Mumbai MNSTR
Museum of Natural, Scientific and Technological Representation
The Museum of Natural, Scientific and Technological Representation, or MNSTR, a museum of objectivity, responds to the theme of "financial imaginaries" proposed by adviser Reinhold Martin by attempting to render visible the relationship between the statistical methods that similarly aided in the colonization of India and underpin global finance. Situated in a former textile mill in Mumbai, MNSTR is a collection of differentially scaled, skinned and positioned objects – spheres, craters, amoeba carvings, pyramidal gabions – which in turn house collections of objects used for the acquisition, display and inference of statistical data. Positing continuity at a time of crisis, the picturesque landscape of MNSTR reveals the persistent character of statistics in the public imagination as aesthetic, most recently sublime.

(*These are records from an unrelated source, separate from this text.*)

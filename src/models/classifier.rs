use crate::image::ImageTransforms;
use crate::models::{build_session, io_names, ImageClassifier, ModelKind};
use crate::utils::error::InferenceError;
use crate::{Config, Result};
use image::RgbImage;
use ndarray::ArrayViewD;
use ort::{inputs, session::Session, value::Tensor};
use parking_lot::Mutex;
use std::sync::Arc;

/// 分类器输入边长
pub const CLASSIFIER_INPUT_SIZE: u32 = 224;

/// 概率严格大于该值才判为 cyclist
pub const CYCLIST_THRESHOLD: f32 = 0.5;

/// 分类结果标签
#[derive(Debug, Clone, Copy, PartialEq, Eq)]
pub enum VehicleLabel {
    Vehicle = 0,
    Cyclist = 1,
}

impl VehicleLabel {
    pub fn from_probability(probability: f32) -> Self {
        if probability > CYCLIST_THRESHOLD {
            VehicleLabel::Cyclist
        } else {
            VehicleLabel::Vehicle
        }
    }

    pub fn as_u8(self) -> u8 {
        self as u8
    }
}

pub struct Classifier {
    session: Arc<Mutex<Session>>,
    input_name: String,
    output_name: String,
    input_size: u32,
}

impl Classifier {
    pub fn new(config: &Config) -> Result<Self> {
        let model_path = config.classifier_model_path();
        let session = build_session(&model_path, &config.onnx_config, ModelKind::Classifier)?;
        let (input_name, output_name) = io_names(&session, ModelKind::Classifier)?;

        Ok(Self {
            session: Arc::new(Mutex::new(session)),
            input_name,
            output_name,
            input_size: CLASSIFIER_INPUT_SIZE,
        })
    }

    /// 拉伸到 224x224 并转为 NCHW [0,1] 张量
    fn preprocess(&self, image: &RgbImage) -> ndarray::Array4<f32> {
        let resized = ImageTransforms::resize_exact(image, self.input_size, self.input_size);
        ImageTransforms::to_nchw_tensor(&resized)
    }
}

impl ImageClassifier for Classifier {
    fn predict_probability(&self, image: &RgbImage) -> Result<f32> {
        let input_tensor = Tensor::from_array(self.preprocess(image))?;

        let prediction = {
            let mut session = self.session.lock();
            let outputs = session.run(inputs![self.input_name.as_str() => input_tensor])?;

            match outputs.get(&self.output_name) {
                Some(output) => output.try_extract_array::<f32>()?.into_owned(),
                None => {
                    let available_outputs: Vec<String> =
                        outputs.keys().map(|s| s.to_string()).collect();
                    return Err(InferenceError::Inference(format!(
                        "Classifier output '{}' not found. Available outputs: {:?}",
                        self.output_name, available_outputs
                    )));
                }
            }
        };

        parse_probability(&prediction.view())
    }
}

/// 模型输出为 [1, 1] 或 [1] 的 sigmoid 概率
pub fn parse_probability(prediction: &ArrayViewD<f32>) -> Result<f32> {
    if prediction.len() != 1 {
        return Err(InferenceError::Inference(format!(
            "Expected a single classifier output, got shape {:?}",
            prediction.shape()
        )));
    }

    let probability = prediction.iter().copied().next().unwrap_or(f32::NAN);
    if !probability.is_finite() {
        return Err(InferenceError::Inference(
            "Classifier produced a non-finite output".to_string(),
        ));
    }

    Ok(probability.clamp(0.0, 1.0))
}

#[cfg(test)]
mod tests {
    use super::*;
    use ndarray::{arr1, arr2, Array2};

    #[test]
    fn threshold_is_strict() {
        assert_eq!(VehicleLabel::from_probability(0.5), VehicleLabel::Vehicle);
        assert_eq!(VehicleLabel::from_probability(0.500_001), VehicleLabel::Cyclist);
        assert_eq!(VehicleLabel::from_probability(0.0), VehicleLabel::Vehicle);
        assert_eq!(VehicleLabel::from_probability(1.0), VehicleLabel::Cyclist);
    }

    #[test]
    fn labels_serialize_as_wire_values() {
        assert_eq!(VehicleLabel::Vehicle.as_u8(), 0);
        assert_eq!(VehicleLabel::Cyclist.as_u8(), 1);
    }

    #[test]
    fn parses_single_value_outputs() {
        let out = arr2(&[[0.73_f32]]).into_dyn();
        assert_eq!(parse_probability(&out.view()).unwrap(), 0.73);

        let out = arr1(&[0.1_f32]).into_dyn();
        assert_eq!(parse_probability(&out.view()).unwrap(), 0.1);
    }

    #[test]
    fn rejects_unexpected_outputs() {
        let out = Array2::<f32>::zeros((1, 2)).into_dyn();
        assert!(parse_probability(&out.view()).is_err());

        let out = arr1(&[f32::NAN]).into_dyn();
        assert!(matches!(
            parse_probability(&out.view()),
            Err(InferenceError::Inference(_))
        ));
    }
}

The concept of statistical law developed in the C. 19th in England and France as applied to society projected the reality represented by data collected in censes and other tabulation -- notably statistics on suicide -- into another world. This abstract world of calculation and classification mirrors that of the world of global finance which finds itself in crisis.
The Spheres
Spheres are used both for display cases, organizing material within them, and as a means of managing the circulation, climate and optical properties of the space. Stark differences in materiality and optical effects - from black mirrors to mud - produce a sublime atmosphere of spatial distortion as a critique of the implied objectivity of Victorian progress and the nineteenth and twentieth century technologies of domination in the guise of emancipation.